If Arachne is successful, it could help develop technologies to provide solar power to military forces in the field so they can deploy without having to bring in huge fuel trucks.
An experiment is also underway to monitor deep space beyond Earth orbit. Formerly known as Cislunar Highway Patrol System (CHPS), the experiment was renamed Oracle. Raley said the lab decided to rename the project and choose a name from Greek mythology, in keeping with NASA’s preference to name moon missions after Greek gods.
“Like NASA, we will operate in these same spaces. And we’re going to look for smart ways to cooperate,” Raley said. NASA and the DoD both care about “domain awareness and understanding what’s going on there.”
The AFRL is evaluating industry proposals for Oracle, Raley said. “There are a lot of things we need to learn about how to operate, navigate and communicate from this section of space.”
A priority for the military is to “understand if other countries are operating there and what their capabilities are,” he said.
However, he added, “it is not yet 100% clear that there is much military utility in operating in cislunar space. And so a lot of what we’re doing starts to answer that question before the US government invests more in the militarization of that space.
Raley said he hadn’t seen any of the proposals submitted for Oracle. “I anticipate we will see several team deals where people take mature technologies in sensors, propulsion, navigation and timing, and bring them together.”
The Space Vehicle Branch launched in July Curla cubesat experiment intended to demonstrate radio frequency links and mesh networks in space.

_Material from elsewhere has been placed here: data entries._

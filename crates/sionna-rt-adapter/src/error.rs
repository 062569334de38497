//! Error types shared by the model, the driver and the result extractor

use std::path::PathBuf;
use thiserror::Error;

pub type Result<T> = std::result::Result<T, Error>;

#[derive(Debug, Error)]
pub enum Error {
    /// The aggregate was serialized without passing validation first
    #[error("Validation failed: {0}")]
    ValidationFailed(String),

    /// A results directory or input file the operation depends on is absent
    #[error("Missing {what}: {path:?}")]
    MissingResource { what: &'static str, path: PathBuf },

    #[error("Invalid tree path: {0:?}")]
    InvalidPath(Vec<usize>),

    #[error("Unknown field: {0}")]
    UnknownField(String),

    /// An edit event carried a value of the wrong kind for the target adapter
    #[error("Field '{field}' expects a {expected} value")]
    ValueMismatch { field: String, expected: &'static str },

    #[error("Geometry {0} cannot be added here")]
    GeometryRejected(String),

    #[error("Invalid summary: {0}")]
    InvalidSummary(String),

    #[error(transparent)]
    Io(#[from] std::io::Error),

    #[error(transparent)]
    Json(#[from] serde_json::Error),

    #[error(transparent)]
    Template(#[from] minijinja::Error),
}

/// A recoverable, user-visible validation message
#[derive(Debug, Clone, PartialEq, Eq, Error)]
#[error("{0}")]
pub struct ValidationError(pub String);

impl ValidationError {
    pub fn new(message: impl Into<String>) -> Self {
        Self(message.into())
    }

    /// Prefix the message with the label of the enclosing composite
    pub fn prefixed(self, label: &str) -> Self {
        Self(format!("{}{}", label, self.0))
    }

    pub fn message(&self) -> &str {
        &self.0
    }
}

Recurve, which flew on a Virgin Orbit small satellite launcher, is an example of low-cost experiments that AFRL wants to start accelerating to take advantage of new launch services that offer more flexible options.
Autonomous satellite operations
Raley’s vision is not necessarily to deliver brand new experiences, but to focus on key foundational technologies that could help Space Force across all of its satellite programs.
One example is autonomous command and control of satellite constellations, a capability that many private satellite operators have perfected, but the military has yet to achieve. experiment with.
It’s important for the future of the Space Force, Raley said. “Getting our command and control in place and getting some of that autonomy incorporated is going to have an outsized impact on the economy of the force.”
This is another way of saying that the Space Force has a small workforce and needs to automate its operations as much as possible. “We don’t invite many more people to come and fly all the satellites,” he said. “As we move to more satellites, we’re going to have to be very efficient in how we control them, and we’re going to have to learn what the right type and level of autonomy is.”
With that goal in mind, the AFRL is experimenting on the ground using quadcopters in a cage and giving them a goal without telling them how to do it, Raley said. “We are taking what we learn from it and starting to move towards what we can do in orbit with cooperative autonomous operation between satellites.”
One of the goals is to have self-healing networks that autonomously redirect traffic when a satellite is jammed, for example. “If we’re in a contested environment where someone denies us the use of a satellite, we have to figure out how to get the remaining satellites to reschedule the mission.”